50 Cent Calls Rick Ross Baby Mama Vindictive For Suing Him

Rapper 50 Cent is asking a federal bankruptcy court to shield him from a Florida woman who, he says, wants her “pound of flesh” after winning a $7 million lawsuit against him.
In papers filed in court in Connecticut, the “Power” star, whose real name is Curtis Jackson, says he’s a potential victim of Lastonia Leviston, the woman who sued him for putting her private sex tape on the internet without asking her permission.
The tape, which Jackson doctored to ridicule her and her ex boyfriend, rap rival Rick Ross, went viral. Last month, a Manhattan jury awarded Leviston $5 million in compensatory damages and $2 million in punitive damages.
Jackson has said he will appeal — and blasted her as vindictive in his bankruptcy filing.

“Ms. Leviston wants her ‘pound of flesh.’ It is not enough that she obtained a jury verdict and assessment of punitive damages. She wants more than that.
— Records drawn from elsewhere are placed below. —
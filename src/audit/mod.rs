//! Audit logging for labelbook
//!
//! Every user-initiated change to labels, rules, manual assignments, splits
//! and budgets is appended to a line-delimited JSON log with before/after
//! values. Automatic assignments are derived state and are not audited.

mod entry;
mod logger;

pub use entry::{AuditEntry, EntityType, Operation};
pub use logger::{AuditLogger, AuditQuery};
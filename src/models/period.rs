//! Calendar periods used for bucketing
//!
//! `YearMonth` is the bucket key for aggregation and budgets; `DateRange` is the
//! inclusive window a query covers.

use chrono::{Datelike, NaiveDate};
use serde::{Deserialize, Serialize};
use std::fmt;
use std::str::FromStr;

/// A calendar month (e.g., "2024-03")
#[derive(Debug, Clone, Copy, PartialEq, Eq, PartialOrd, Ord, Hash, Serialize, Deserialize)]
pub struct YearMonth {
    pub year: i32,
    pub month: u32,
}

impl YearMonth {
    /// Create a month, rejecting month numbers outside 1..=12
    pub fn new(year: i32, month: u32) -> Result<Self, PeriodParseError> {
        if !(1..=12).contains(&month) {
            return Err(PeriodParseError::InvalidMonth(month));
        }
        Ok(Self { year, month })
    }

    /// The month a date falls in
    pub fn from_date(date: NaiveDate) -> Self {
        Self {
            year: date.year(),
            month: date.month(),
        }
    }

    /// The current month in local time
    pub fn current() -> Self {
        Self::from_date(chrono::Local::now().date_naive())
    }

    /// Get the following month
    pub fn next(&self) -> Self {
        if self.month == 12 {
            Self {
                year: self.year + 1,
                month: 1,
            }
        } else {
            Self {
                year: self.year,
                month: self.month + 1,
            }
        }
    }

    /// Get the preceding month
    pub fn prev(&self) -> Self {
        if self.month == 1 {
            Self {
                year: self.year - 1,
                month: 12,
            }
        } else {
            Self {
                year: self.year,
                month: self.month - 1,
            }
        }
    }

    /// First day of the month
    pub fn start_date(&self) -> NaiveDate {
        NaiveDate::from_ymd_opt(self.year, self.month, 1).unwrap_or(NaiveDate::MIN)
    }

    /// Last day of the month
    pub fn end_date(&self) -> NaiveDate {
        self.next()
            .start_date()
            .pred_opt()
            .unwrap_or(NaiveDate::MAX)
    }

    /// Whole-month date range
    pub fn range(&self) -> DateRange {
        DateRange {
            start: self.start_date(),
            end: self.end_date(),
        }
    }

    /// Human-readable name (e.g., "March 2024")
    pub fn long_name(&self) -> String {
        self.start_date().format("%B %Y").to_string()
    }
}

impl fmt::Display for YearMonth {
    fn fmt(&self, f: &mut fmt::Formatter<'_>) -> fmt::Result {
        write!(f, "{:04}-{:02}", self.year, self.month)
    }
}

impl FromStr for YearMonth {
    type Err = PeriodParseError;

    fn from_str(s: &str) -> Result<Self, Self::Err> {
        let s = s.trim();
        let (year, month) = s
            .split_once('-')
            .ok_or_else(|| PeriodParseError::InvalidFormat(s.to_string()))?;
        let year: i32 = year
            .parse()
            .map_err(|_| PeriodParseError::InvalidFormat(s.to_string()))?;
        let month: u32 = month
            .parse()
            .map_err(|_| PeriodParseError::InvalidFormat(s.to_string()))?;
        Self::new(year, month)
    }
}

/// An inclusive range of dates
#[derive(Debug, Clone, Copy, PartialEq, Eq, Serialize, Deserialize)]
pub struct DateRange {
    pub start: NaiveDate,
    pub end: NaiveDate,
}

impl DateRange {
    /// Create a range, rejecting start > end
    pub fn new(start: NaiveDate, end: NaiveDate) -> Result<Self, PeriodParseError> {
        if start > end {
            return Err(PeriodParseError::InvertedRange { start, end });
        }
        Ok(Self { start, end })
    }

    /// Range covering whole months from `first` through `last`
    pub fn months(first: YearMonth, last: YearMonth) -> Result<Self, PeriodParseError> {
        Self::new(first.start_date(), last.end_date())
    }

    /// Check if a date is within this range
    pub fn contains(&self, date: NaiveDate) -> bool {
        date >= self.start && date <= self.end
    }

    /// Every calendar month the range touches, ascending
    pub fn year_months(&self) -> Vec<YearMonth> {
        let last = YearMonth::from_date(self.end);
        let mut current = YearMonth::from_date(self.start);
        let mut months = Vec::new();
        while current <= last {
            months.push(current);
            current = current.next();
        }
        months
    }
}

impl fmt::Display for DateRange {
    fn fmt(&self, f: &mut fmt::Formatter<'_>) -> fmt::Result {
        write!(
            f,
            "{} to {}",
            self.start.format("%Y-%m-%d"),
            self.end.format("%Y-%m-%d")
        )
    }
}

/// Error type for period parsing and construction
#[derive(Debug, Clone, PartialEq, Eq)]
pub enum PeriodParseError {
    InvalidFormat(String),
    InvalidMonth(u32),
    InvertedRange { start: NaiveDate, end: NaiveDate },
}

impl fmt::Display for PeriodParseError {
    fn fmt(&self, f: &mut fmt::Formatter<'_>) -> fmt::Result {
        match self {
            Self::InvalidFormat(s) => write!(f, "Invalid period format: {} (expected YYYY-MM)", s),
            Self::InvalidMonth(m) => write!(f, "Invalid month: {}", m),
            Self::InvertedRange { start, end } => {
                write!(f, "Range start {} is after end {}", start, end)
            }
        }
    }
}

impl std::error::Error for PeriodParseError {}

#[cfg(test)]
mod tests {
    use super::*;

    fn date(y: i32, m: u32, d: u32) -> NaiveDate {
        NaiveDate::from_ymd_opt(y, m, d).unwrap()
    }

    #[test]
    fn test_navigation_wraps_years() {
        let dec = YearMonth::new(2024, 12).unwrap();
        assert_eq!(dec.next(), YearMonth::new(2025, 1).unwrap());
        assert_eq!(dec.next().prev(), dec);
    }

    #[test]
    fn test_month_bounds() {
        let feb = YearMonth::new(2024, 2).unwrap();
        assert_eq!(feb.start_date(), date(2024, 2, 1));
        assert_eq!(feb.end_date(), date(2024, 2, 29));
        assert_eq!(feb.long_name(), "February 2024");
    }

    #[test]
    fn test_parse_and_display() {
        let ym: YearMonth = "2024-03".parse().unwrap();
        assert_eq!(ym, YearMonth { year: 2024, month: 3 });
        assert_eq!(ym.to_string(), "2024-03");
        assert!("2024-13".parse::<YearMonth>().is_err());
        assert!("March".parse::<YearMonth>().is_err());
    }

    #[test]
    fn test_range_months_are_contiguous() {
        let range = DateRange::new(date(2023, 11, 20), date(2024, 2, 3)).unwrap();
        let months: Vec<String> = range.year_months().iter().map(|m| m.to_string()).collect();
        assert_eq!(months, vec!["2023-11", "2023-12", "2024-01", "2024-02"]);
    }

    #[test]
    fn test_inverted_range_rejected() {
        assert!(DateRange::new(date(2024, 2, 1), date(2024, 1, 1)).is_err());
    }

    #[test]
    fn test_contains_is_inclusive() {
        let range = YearMonth::new(2024, 3).unwrap().range();
        assert!(range.contains(date(2024, 3, 1)));
        assert!(range.contains(date(2024, 3, 31)));
        assert!(!range.contains(date(2024, 4, 1)));
    }
}
//! Budget model
//!
//! One monthly target per expense label. Status compares the target against
//! the label's aggregated activity for a month.

use chrono::{DateTime, Utc};
use serde::{Deserialize, Serialize};
use std::fmt;

use super::ids::LabelId;
use super::money::Money;

/// A monthly spending target for an expense label
#[derive(Debug, Clone, PartialEq, Eq, Serialize, Deserialize)]
pub struct Budget {
    /// The label this budget is for
    pub label_id: LabelId,

    /// Target spend per calendar month
    pub monthly_target: Money,

    /// When this budget was last modified
    pub updated_at: DateTime<Utc>,
}

impl Budget {
    pub fn new(label_id: LabelId, monthly_target: Money) -> Self {
        Self {
            label_id,
            monthly_target,
            updated_at: Utc::now(),
        }
    }

    /// Set the target amount
    pub fn set_target(&mut self, amount: Money) {
        self.monthly_target = amount;
        self.updated_at = Utc::now();
    }
}

/// Budget position of a label for one month
#[derive(Debug, Clone, Copy, PartialEq, Eq, Serialize)]
#[serde(tag = "status", rename_all = "lowercase")]
pub enum BudgetStatus {
    /// No budget entry exists for the label
    Unbudgeted,
    Budgeted {
        target: Money,
        actual: Money,
        /// `target - actual`; negative means overspent
        remaining: Money,
    },
}

impl BudgetStatus {
    /// Build a budgeted status from target and actual
    pub fn budgeted(target: Money, actual: Money) -> Self {
        Self::Budgeted {
            target,
            actual,
            remaining: target - actual,
        }
    }

    pub fn is_budgeted(&self) -> bool {
        matches!(self, Self::Budgeted { .. })
    }

    /// Check if spending exceeded the target
    pub fn is_overspent(&self) -> bool {
        match self {
            Self::Budgeted { remaining, .. } => remaining.is_negative(),
            Self::Unbudgeted => false,
        }
    }
}

impl fmt::Display for BudgetStatus {
    fn fmt(&self, f: &mut fmt::Formatter<'_>) -> fmt::Result {
        match self {
            Self::Unbudgeted => write!(f, "unbudgeted"),
            Self::Budgeted {
                target,
                actual,
                remaining,
            } => write!(f, "{} of {} spent, {} remaining", actual, target, remaining),
        }
    }
}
She wants to punish (Jackson) by continuing to litigate against him in this Bankruptcy case,” Jackson’s lawyer, James Berman, said in new court filings.
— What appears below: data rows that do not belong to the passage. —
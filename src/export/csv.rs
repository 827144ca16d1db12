//! CSV Export functionality
//!
//! Writes label trend series and labelled transaction lists as CSV.

use std::io::Write;

use crate::engine::{Engine, MonthlyAmount};
use crate::error::{LabelbookError, LabelbookResult};
use crate::models::LabelId;

/// Write a monthly series as `period,amount`
pub fn export_series_csv<W: Write>(series: &[MonthlyAmount], writer: W) -> LabelbookResult<()> {
    let mut csv = ::csv::Writer::from_writer(writer);
    csv.write_record(["period", "amount"])?;
    for month in series {
        csv.write_record([month.period.to_string(), month.amount.to_decimal_string()])?;
    }
    csv.flush()
        .map_err(|e| LabelbookError::Export(e.to_string()))
}

/// Write every transaction carrying a label, with its contribution to that label
pub fn export_label_transactions_csv<W: Write>(
    engine: &Engine,
    label_id: LabelId,
    writer: W,
) -> LabelbookResult<()> {
    let contributions = engine.contributions(label_id)?;
    let mut csv = ::csv::Writer::from_writer(writer);
    csv.write_record(["id", "date", "account", "payee", "amount", "attributed"])?;

    for c in contributions {
        let Some(txn) = engine.transaction(&c.transaction_id) else {
            continue;
        };
        csv.write_record([
            txn.id.to_string(),
            txn.date.format("%Y-%m-%d").to_string(),
            txn.account_id.to_string(),
            engine.display_payee(txn),
            txn.amount.to_decimal_string(),
            c.amount.to_decimal_string(),
        ])?;
    }

    csv.flush()
        .map_err(|e| LabelbookError::Export(e.to_string()))
}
Berman said Leviston’s lawyers have already had a crack at questioning Jackson and his accountant when they fought the sex tape case in New York and they should not be allowed to get another crack at questioning Jackson personally — under more liberal bankruptcy court rules — about his finances.
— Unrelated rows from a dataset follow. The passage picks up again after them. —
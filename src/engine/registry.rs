//! Label registry
//!
//! Owns label definitions and their match rules. Enforces case-insensitive
//! name uniqueness and rule validity. The registry does not classify; the
//! engine reclassifies after every successful registry mutation.

use std::collections::BTreeMap;

use crate::error::{LabelbookError, LabelbookResult};
use crate::models::{Label, LabelId, LabelType, MatchRule, RuleId};

/// Field changes for an existing label; `None` leaves a field untouched
#[derive(Debug, Clone, Default)]
pub struct LabelUpdate {
    pub name: Option<String>,
    pub label_type: Option<LabelType>,
    /// `Some(None)` clears the color
    pub color: Option<Option<String>>,
    /// `Some(None)` clears the alias
    pub alias: Option<Option<String>>,
}

impl LabelUpdate {
    pub fn is_empty(&self) -> bool {
        self.name.is_none()
            && self.label_type.is_none()
            && self.color.is_none()
            && self.alias.is_none()
    }
}

/// The set of labels known to an engine
#[derive(Debug, Clone, Default)]
pub struct LabelRegistry {
    labels: BTreeMap<LabelId, Label>,
}

impl LabelRegistry {
    pub fn new() -> Self {
        Self::default()
    }

    pub fn len(&self) -> usize {
        self.labels.len()
    }

    pub fn is_empty(&self) -> bool {
        self.labels.is_empty()
    }

    /// Get a label by ID
    pub fn get(&self, id: LabelId) -> Option<&Label> {
        self.labels.get(&id)
    }

    /// Get a label by ID or fail with an unknown reference
    pub fn require(&self, id: LabelId) -> LabelbookResult<&Label> {
        self.labels
            .get(&id)
            .ok_or_else(|| LabelbookError::label_not_found(id.to_string()))
    }

    /// Get a label by name (case-insensitive)
    pub fn get_by_name(&self, name: &str) -> Option<&Label> {
        self.labels.values().find(|l| l.has_name(name))
    }

    /// Find a label by name or ID string
    pub fn find(&self, identifier: &str) -> Option<&Label> {
        if let Some(label) = self.get_by_name(identifier) {
            return Some(label);
        }

        if let Some(label) = identifier
            .parse::<LabelId>()
            .ok()
            .and_then(|id| self.labels.get(&id))
        {
            return Some(label);
        }

        // Short display form, e.g. "lbl-1a2b3c4d"
        self.labels
            .values()
            .find(|l| l.id.to_string().eq_ignore_ascii_case(identifier.trim()))
    }

    /// Find a rule by full or short display ID
    pub fn find_rule(&self, identifier: &str) -> Option<(&Label, &MatchRule)> {
        let identifier = identifier.trim();
        let full = identifier.parse::<RuleId>().ok();
        self.labels.values().find_map(|label| {
            label
                .rules
                .iter()
                .find(|r| Some(r.id) == full || r.id.to_string().eq_ignore_ascii_case(identifier))
                .map(|r| (label, r))
        })
    }

    /// All labels, ordered by name (case-insensitive)
    pub fn list(&self) -> Vec<&Label> {
        let mut labels: Vec<&Label> = self.labels.values().collect();
        labels.sort_by_key(|l| l.name.to_lowercase());
        labels
    }

    pub fn iter(&self) -> impl Iterator<Item = &Label> {
        self.labels.values()
    }

    /// Insert a new label after validating it and every rule it carries
    pub fn insert(&mut self, label: Label) -> LabelbookResult<LabelId> {
        label
            .validate()
            .map_err(|e| LabelbookError::Validation(e.to_string()))?;
        for rule in &label.rules {
            rule.validate()
                .map_err(|e| LabelbookError::InvalidRule(format!("{}: {}", label.name, e)))?;
        }

        if self.labels.contains_key(&label.id) {
            return Err(LabelbookError::Validation(format!(
                "Label id {} is already registered",
                label.id
            )));
        }
        self.ensure_name_free(&label.name, None)?;

        let id = label.id;
        self.labels.insert(id, label);
        Ok(id)
    }

    /// Apply field changes to a label
    ///
    /// The change is validated on a copy first so a rejected update leaves
    /// the registry untouched.
    pub fn update(&mut self, id: LabelId, update: LabelUpdate) -> LabelbookResult<&Label> {
        let mut label = self.require(id)?.clone();

        if let Some(name) = update.name {
            let name = name.trim().to_string();
            self.ensure_name_free(&name, Some(id))?;
            label.name = name;
        }
        if let Some(label_type) = update.label_type {
            label.label_type = label_type;
        }
        if let Some(color) = update.color {
            label.color = color;
        }
        if let Some(alias) = update.alias {
            label.alias = alias.filter(|a| !a.trim().is_empty());
        }

        label
            .validate()
            .map_err(|e| LabelbookError::Validation(e.to_string()))?;
        label.touch();

        Ok(self.store(label))
    }

    /// Rename a label
    pub fn rename(&mut self, id: LabelId, name: &str) -> LabelbookResult<&Label> {
        self.update(
            id,
            LabelUpdate {
                name: Some(name.to_string()),
                ..Default::default()
            },
        )
    }

    /// Remove a label, returning it
    pub fn remove(&mut self, id: LabelId) -> LabelbookResult<Label> {
        self.labels
            .remove(&id)
            .ok_or_else(|| LabelbookError::label_not_found(id.to_string()))
    }

    /// Append a match rule to a label
    pub fn add_rule(&mut self, id: LabelId, rule: MatchRule) -> LabelbookResult<RuleId> {
        rule.validate()
            .map_err(|e| LabelbookError::InvalidRule(e.to_string()))?;

        let label = self
            .labels
            .get_mut(&id)
            .ok_or_else(|| LabelbookError::label_not_found(id.to_string()))?;
        if label.rule(rule.id).is_some() {
            return Err(LabelbookError::InvalidRule(format!(
                "Rule {} already belongs to {}",
                rule.id, label.name
            )));
        }

        let rule_id = rule.id;
        label.rules.push(rule);
        label.touch();
        Ok(rule_id)
    }

    /// Remove a match rule from a label, returning it
    pub fn remove_rule(&mut self, id: LabelId, rule_id: RuleId) -> LabelbookResult<MatchRule> {
        let label = self
            .labels
            .get_mut(&id)
            .ok_or_else(|| LabelbookError::label_not_found(id.to_string()))?;
        let position = label
            .rules
            .iter()
            .position(|r| r.id == rule_id)
            .ok_or_else(|| LabelbookError::rule_not_found(rule_id.to_string()))?;

        let rule = label.rules.remove(position);
        label.touch();
        Ok(rule)
    }

    /// Find which label owns a rule
    pub fn rule_owner(&self, rule_id: RuleId) -> Option<&Label> {
        self.labels.values().find(|l| l.rule(rule_id).is_some())
    }

    fn ensure_name_free(&self, name: &str, except: Option<LabelId>) -> LabelbookResult<()> {
        match self.get_by_name(name) {
            Some(existing) if Some(existing.id) != except => {
                Err(LabelbookError::DuplicateName(name.trim().to_string()))
            }
            _ => Ok(()),
        }
    }

    fn store(&mut self, label: Label) -> &Label {
        let id = label.id;
        self.labels.insert(id, label);
        &self.labels[&id]
    }
}

#[cfg(test)]
mod tests {
    use super::*;
    use crate::models::rule::{AmountBound, AmountPredicate, TextPredicate};
    use crate::models::Money;

    fn kroger_rule() -> MatchRule {
        MatchRule::new("kroger").with_payee(TextPredicate::contains("KROGER"))
    }

    #[test]
    fn test_insert_and_lookup() {
        let mut registry = LabelRegistry::new();
        let id = registry
            .insert(Label::new("Groceries", LabelType::Expense))
            .unwrap();

        assert_eq!(registry.len(), 1);
        assert_eq!(registry.get_by_name("GROCERIES").unwrap().id, id);
        assert_eq!(registry.find(&id.to_string()).unwrap().id, id);
        assert_eq!(registry.find(&id.as_uuid().to_string()).unwrap().id, id);
        assert!(registry.find("Dining").is_none());
    }

    #[test]
    fn test_find_rule_by_display_id() {
        let mut registry = LabelRegistry::new();
        let id = registry
            .insert(Label::new("Groceries", LabelType::Expense).with_rule(kroger_rule()))
            .unwrap();
        let rule_id = registry.get(id).unwrap().rules[0].id;

        let (owner, rule) = registry.find_rule(&rule_id.to_string()).unwrap();
        assert_eq!(owner.id, id);
        assert_eq!(rule.id, rule_id);
        assert!(registry.find_rule("rul-00000000").is_none());
    }

    #[test]
    fn test_duplicate_names_rejected_case_insensitively() {
        let mut registry = LabelRegistry::new();
        registry
            .insert(Label::new("Groceries", LabelType::Expense))
            .unwrap();

        let err = registry
            .insert(Label::new("groceries", LabelType::Expense))
            .unwrap_err();
        assert!(matches!(err, LabelbookError::DuplicateName(_)));
        assert_eq!(registry.len(), 1);
    }

    #[test]
    fn test_rename_checks_other_labels_only() {
        let mut registry = LabelRegistry::new();
        let grocery = registry
            .insert(Label::new("Grocery", LabelType::Expense))
            .unwrap();
        registry.insert(Label::new("Dining", LabelType::Expense)).unwrap();

        // Case-only rename of itself is fine
        registry.rename(grocery, "GROCERY").unwrap();

        let err = registry.rename(grocery, "dining").unwrap_err();
        assert!(matches!(err, LabelbookError::DuplicateName(_)));
        assert_eq!(registry.get(grocery).unwrap().name, "GROCERY");

        registry.rename(grocery, "Groceries").unwrap();
        assert_eq!(registry.get(grocery).unwrap().name, "Groceries");
    }

    #[test]
    fn test_update_fields() {
        let mut registry = LabelRegistry::new();
        let id = registry.insert(Label::new("Rent", LabelType::Expense)).unwrap();

        let label = registry
            .update(
                id,
                LabelUpdate {
                    label_type: Some(LabelType::Bill),
                    color: Some(Some("red".into())),
                    alias: Some(Some("Landlord".into())),
                    ..Default::default()
                },
            )
            .unwrap();
        assert_eq!(label.label_type, LabelType::Bill);
        assert_eq!(label.color.as_deref(), Some("red"));
        assert_eq!(label.alias.as_deref(), Some("Landlord"));

        let label = registry
            .update(
                id,
                LabelUpdate {
                    alias: Some(None),
                    ..Default::default()
                },
            )
            .unwrap();
        assert!(label.alias.is_none());
    }

    #[test]
    fn test_invalid_update_leaves_label_untouched() {
        let mut registry = LabelRegistry::new();
        let id = registry.insert(Label::new("Rent", LabelType::Bill)).unwrap();

        let result = registry.update(
            id,
            LabelUpdate {
                name: Some("   ".into()),
                ..Default::default()
            },
        );
        assert!(result.is_err());
        assert_eq!(registry.get(id).unwrap().name, "Rent");
    }

    #[test]
    fn test_rules() {
        let mut registry = LabelRegistry::new();
        let id = registry
            .insert(Label::new("Groceries", LabelType::Expense))
            .unwrap();

        let rule_id = registry.add_rule(id, kroger_rule()).unwrap();
        assert_eq!(registry.get(id).unwrap().rules.len(), 1);
        assert_eq!(registry.rule_owner(rule_id).unwrap().id, id);

        let removed = registry.remove_rule(id, rule_id).unwrap();
        assert_eq!(removed.id, rule_id);
        assert!(registry.get(id).unwrap().rules.is_empty());

        let err = registry.remove_rule(id, rule_id).unwrap_err();
        assert!(err.is_not_found());
    }

    #[test]
    fn test_invalid_rules_rejected() {
        let mut registry = LabelRegistry::new();
        let id = registry
            .insert(Label::new("Groceries", LabelType::Expense))
            .unwrap();

        let err = registry.add_rule(id, MatchRule::new("empty")).unwrap_err();
        assert!(matches!(err, LabelbookError::InvalidRule(_)));

        let ambiguous = MatchRule::new("ambiguous").with_amount(AmountPredicate {
            bound: AmountBound::Exact(Money::from_cents(100)),
            basis: None,
        });
        let err = registry.add_rule(id, ambiguous).unwrap_err();
        assert!(matches!(err, LabelbookError::InvalidRule(_)));
        assert!(registry.get(id).unwrap().rules.is_empty());

        let err = registry
            .insert(Label::new("Dining", LabelType::Expense).with_rule(MatchRule::new("empty")))
            .unwrap_err();
        assert!(matches!(err, LabelbookError::InvalidRule(_)));
    }

    #[test]
    fn test_unknown_label() {
        let mut registry = LabelRegistry::new();
        let err = registry.add_rule(LabelId::new(), kroger_rule()).unwrap_err();
        assert!(err.is_not_found());
        assert!(registry.remove(LabelId::new()).unwrap_err().is_not_found());
    }

    #[test]
    fn test_list_is_sorted_by_name() {
        let mut registry = LabelRegistry::new();
        registry.insert(Label::new("utilities", LabelType::Bill)).unwrap();
        registry.insert(Label::new("Groceries", LabelType::Expense)).unwrap();
        registry.insert(Label::new("Salary", LabelType::Income)).unwrap();

        let names: Vec<&str> = registry.list().iter().map(|l| l.name.as_str()).collect();
        assert_eq!(names, vec!["Groceries", "Salary", "utilities"]);
    }
}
If Leviston wants to know more, Berman says in court papers, bankruptcy Judge Ann Nevins should limit Leviston’s lawyers to asking questions of Fitty’s business managers.

Leviston’s lawyer, Elizabeth Austin, fired back Monday that Jackson “filed this bankruptcy as a strategic move to delay and frustrate (the sex tape case) and since that did not work, (he) is now trying to use the bankruptcy proceeding to frustrate (Leviston’s) attempts to protect her rights as a creditor.”
Austin said Jackson is trying to “hide behind a wall of professionals who appear to have free rein over all of (his) affairs and finances” but he “has a duty to answer to his creditors” about his finances.
Earlier this month, Jackson told a federal bankruptcy trustee in New Haven that he had no paperwork to back up his claim that he loaned his own companies tens of millions of dollars in recent years. He also was very careful to avoid answering most precise questions directly, deferring instead to his lawyers and business manager.
Leviston is the second largest creditor trying to collect from Jackson. The largest is Sleek Audio which is owed more than $17 million from its claim that Jackson stole their idea for headphones.